Front. Plant Sci., 11 January 2024
Sec. Technical Advances in Plant Science
This article is part of the Research Topic Control of Plant Diseases with Deep Learning View all 8 articles

Editorial: Control of plant diseases with deep learning

  • 1College of Computer & Information Engineering, Central South University Forestry and Technology, Changsha, China
  • 2Missouri University of Science & Technology, Jiangnan University, Wuxi, China
  • 3MoE Key Lab of Artificial Intelligence, AI Institute, Shanghai Jiao Tong University, Shanghai, China
  • 4Text Computing & Cognitive Intelligence Engineering Research Center of National Education Ministry, College of Computer Science and Technology, Guizhou University, Guiyang, China
  • 5College of Systems Engineering, National University of Defense Technology, Changsha, China

Plant disease can seriously affect the growth and development of plants, resulting in reduced production and even death. Disease control can assist in plant breeding and cultivation, ensuring crop yield and quality. But traditional disease control methods are increasingly difficult to meet modern time, space and cost requirements. Deep learning technology has developed rapidly in recent years; it can improve the efficiency of plant disease diagnosis and detection, and greatly reduce the risk of human intervention and misjudgment. However, challenges such as data acquisition, environmental interference, and model deployment complexity hinder the application of deep learning in plant disease control. Therefore, there is an urgent need for disease feature optimization algorithms to protect current large-scale agricultural production.

This Research Topic provides a platform for sharing the latest research results of deep learning in control of plant disease. Advances in deep learning techniques in this field mainly concern the application of advanced techniques to the adaptation of plant disease characteristics (Sekmen et al., 2021). The focus on the progress of deep learning technology in this field mainly involves the application of advanced technology in plant disease feature adaptation. This Research Topic aims to explore the latest research and application of deep learning technology in plant disease identification and control, focusing on: 1) identification techniques for early plant disease, 2) prediction and prevention of the spread of plant disease, 3) new methods for collecting multi-source plant disease image data, 4) quantitative evaluation of plant damage, 5) real-time application deployment based on embedded devices and edge wearable devices, 6) adaptive image processing methods for different application environments.

A study by Yang et al. explored a new maize weed recognition model, SE-VGG16, and applied the SE-VGG16 model to weed detection of other species to build a weed detection model with the ability to generalize weed control in agricultural production processes. SE-VGG16 model is based on VGG16, adding SE attention mechanism. The model implements automatic focusing and allocates limited information processing resources to important parts. It has the characteristics of high efficiency, stability and high detection accuracy.

Gole et al. focused on lightweight visual converter networks in a study of automatic plant disease recognition. This study mainly introduces two tasks: one is to replace a multilayer perceptron (MLP) with the initial module and reconstruct the transformer Inception module to reduce the computational complexity of the vision transformer (ViT) model. In addition, the proposed new network is trained and tested on the PlantVillage dataset and the field maize image dataset, which proves its applicability in real scenarios.

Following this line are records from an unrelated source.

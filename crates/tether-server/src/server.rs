use std::io;
use std::net::{IpAddr, SocketAddr};
use std::path::Path;
use std::sync::Arc;

use socket2::{Domain, Protocol, Socket, Type};
use tokio::io::AsyncWriteExt;
use tokio::net::TcpListener;
use tokio::sync::{Mutex, broadcast};
use tokio::task::JoinHandle;
use tokio_util::sync::CancellationToken;
use tracing::{debug, error, info, warn};

use tether_types::{Envelope, ServerEvent};

use crate::config::ServerConfig;
use crate::connection;
use crate::error::ServerError;
use crate::events::EventBus;
use crate::ledger::TransferLedger;
use crate::registry::Registry;
use crate::sender::FileSender;

/// Port used when the host process does not pick one.
pub const DEFAULT_PORT: u16 = 8899;

/// Listen backlog for the accept socket.
const LISTEN_BACKLOG: i32 = 1024;

/// State shared by the accept loop and every connection task.
pub(crate) struct ServerInner {
    pub(crate) config: ServerConfig,
    pub(crate) events: EventBus,
    pub(crate) registry: Registry,
    pub(crate) ledger: TransferLedger,
    running: Mutex<Option<Running>>,
}

struct Running {
    cancel: CancellationToken,
    accept_task: JoinHandle<()>,
    local_addr: SocketAddr,
}

/// The tether server core.
///
/// Cheap to clone; clones share the same listener, registry, ledger and
/// event bus.
#[derive(Clone)]
pub struct Server {
    inner: Arc<ServerInner>,
}

impl Server {
    pub fn new(config: ServerConfig) -> Self {
        let events = EventBus::new(config.event_capacity);
        Self {
            inner: Arc::new(ServerInner {
                config,
                events,
                registry: Registry::new(),
                ledger: TransferLedger::new(),
                running: Mutex::new(None),
            }),
        }
    }

    /// Receive every event emitted from now on.
    pub fn subscribe(&self) -> broadcast::Receiver<ServerEvent> {
        self.inner.events.subscribe()
    }

    /// Bind `host:port` and start accepting in the background. Port 0 picks
    /// an ephemeral port; the bound address is returned.
    pub async fn start(&self, port: u16) -> Result<SocketAddr, ServerError> {
        let mut running = self.inner.running.lock().await;
        if running.is_some() {
            return Err(ServerError::AlreadyRunning);
        }

        let ip: IpAddr = self
            .inner
            .config
            .host
            .parse()
            .map_err(|_| ServerError::InvalidAddress(self.inner.config.host.clone()))?;
        let addr = SocketAddr::new(ip, port);

        let listener = bind_listener(addr).map_err(|source| ServerError::Bind { addr, source })?;
        let local_addr = listener
            .local_addr()
            .map_err(|source| ServerError::Bind { addr, source })?;

        let cancel = CancellationToken::new();
        let accept_task = tokio::spawn(accept_loop(self.inner.clone(), listener, cancel.clone()));
        *running = Some(Running {
            cancel,
            accept_task,
            local_addr,
        });

        info!("Server started on {}", local_addr);
        self.inner.events.emit(ServerEvent::ServerStarted {
            message: format!("Server started on port {}", local_addr.port()),
        });
        Ok(local_addr)
    }

    /// Stop accepting and release the listening socket. Connections already
    /// accepted keep running until their peers leave. No-op if not running.
    pub async fn stop(&self) {
        let Some(running) = self.inner.running.lock().await.take() else {
            return;
        };

        running.cancel.cancel();
        if let Err(e) = running.accept_task.await {
            warn!("Accept task ended abnormally: {}", e);
        }

        info!("Server stopped ({})", running.local_addr);
        self.inner.events.emit(ServerEvent::ServerStopped {
            message: "Server stopped.".into(),
        });
    }

    pub async fn is_running(&self) -> bool {
        self.inner.running.lock().await.is_some()
    }

    pub async fn local_addr(&self) -> Option<SocketAddr> {
        self.inner.running.lock().await.as_ref().map(|r| r.local_addr)
    }

    /// Identifiers of every live connection.
    pub async fn connected_clients(&self) -> Vec<String> {
        self.inner.registry.ids().await
    }

    /// Bytes already received for the unfinished upload on `conn_id`.
    pub fn transfer_offset(&self, conn_id: &str) -> Option<i64> {
        self.inner.ledger.get(conn_id)
    }

    pub fn ledger(&self) -> &TransferLedger {
        &self.inner.ledger
    }

    /// Write `data` to a client as-is, unframed. Returns false without
    /// side effects if the client is gone or the write fails.
    pub async fn send_data(&self, conn_id: &str, data: &str) -> bool {
        let Some(handle) = self.inner.registry.get(conn_id).await else {
            debug!("send_data: no live connection {}", conn_id);
            return false;
        };

        let written = {
            let mut writer = handle.lock().await;
            match writer.write_all(data.as_bytes()).await {
                Ok(()) => writer.flush().await,
                Err(e) => Err(e),
            }
        };
        if let Err(e) = written {
            warn!("send_data to {} failed: {}", conn_id, e);
            return false;
        }

        self.inner.events.emit(ServerEvent::DataSent {
            conn_id: conn_id.to_string(),
            data: data.to_string(),
        });
        true
    }

    /// Send one framed envelope to a client.
    pub async fn send_envelope(&self, conn_id: &str, envelope: &Envelope) -> Result<(), ServerError> {
        let handle = self
            .inner
            .registry
            .get(conn_id)
            .await
            .ok_or_else(|| ServerError::NotConnected(conn_id.to_string()))?;

        let mut writer = handle.lock().await;
        self.inner
            .config
            .framing
            .write_envelope(&mut *writer, envelope)
            .await
    }

    /// Push a local file to a client, exactly as if it had sent a
    /// `request_file` for `path`.
    pub async fn send_file(&self, conn_id: &str, path: impl AsRef<Path>) -> Result<i64, ServerError> {
        let handle = self
            .inner
            .registry
            .get(conn_id)
            .await
            .ok_or_else(|| ServerError::NotConnected(conn_id.to_string()))?;

        let sender = FileSender {
            events: &self.inner.events,
            framing: self.inner.config.framing,
        };
        let mut writer = handle.lock().await;
        sender.send(&mut *writer, conn_id, path.as_ref()).await
    }
}

fn bind_listener(addr: SocketAddr) -> io::Result<TcpListener> {
    let socket = Socket::new(Domain::for_address(addr), Type::STREAM, Some(Protocol::TCP))?;
    socket.set_reuse_address(true)?;
    socket.set_nonblocking(true)?;
    socket.bind(&addr.into())?;
    socket.listen(LISTEN_BACKLOG)?;
    TcpListener::from_std(socket.into())
}

async fn accept_loop(inner: Arc<ServerInner>, listener: TcpListener, cancel: CancellationToken) {
    loop {
        tokio::select! {
            _ = cancel.cancelled() => break,
            accepted = listener.accept() => match accepted {
                Ok((stream, peer)) => {
                    debug!("Accepted connection from {}", peer);
                    tokio::spawn(connection::handle_connection(inner.clone(), stream, peer));
                }
                Err(e) => {
                    error!("Accept error: {}", e);
                }
            },
        }
    }
    debug!("Accept loop exited");
}
//! Tether: a TCP server that carries text messages and file transfers over
//! one persistent connection per client.
//!
//! - One task per accepted connection, one accept task
//! - JSON envelopes, length-prefixed by default (see [`codec::Framing`])
//! - Raw file bytes follow a `file` envelope on the same stream
//! - Interrupted uploads resume from the in-memory [`TransferLedger`]
//! - Outbound writes serialized per connection
//! - All reporting through a broadcast channel of [`ServerEvent`]s

pub mod codec;
pub mod config;
pub mod connection;
pub mod error;
pub mod events;
pub mod ledger;
pub mod receiver;
pub mod registry;
pub mod sender;
pub mod server;

pub use codec::{CHUNK_SIZE, Framing, MAX_FRAME_SIZE, decode, encode};
pub use config::ServerConfig;
pub use error::ServerError;
pub use events::EventBus;
pub use ledger::TransferLedger;
pub use server::{DEFAULT_PORT, Server};
pub use tether_types::{Envelope, FileHeader, ServerEvent, TransferDirection};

Further, Xu et al. studied a cotton moth infestation monitoring method. In this study, five different models of cotton aphid infestation identification were constructed, trained and tested, among which YOLOv5 model had the best performance. The real-time identification system established in this study can provide a faster and more convenient technical means for the monitoring of cotton aphid infection.

In another article, Choi et al. focused on identifying and tracking the behavior, movement, size, and habits of different species of insects by building a 3D monitoring system. While traditional 2D monitoring systems are static and ignore Z-axis depth dimensions, 3D systems are able to track insect movement more comprehensively, providing valuable depth dimension insights.

Another study by Cai et al., explored a lightweight CNN model, FCA-EfficientNet, to achieve accurate identification of multiple maize disease. The work introduced autofocus modules and FCA modules to filter out background noise, allowing the network to focus on disease areas. It also makes the model more lightweight by removing redundant network structures.

In addition, Nan et al. studied the classification of maize disease from another angle. They focused on a deep convolutional neural network with RGB-D images. Among them, a variety of improved data preprocessing methods improved the accuracy and speed of maize diseases image recognition.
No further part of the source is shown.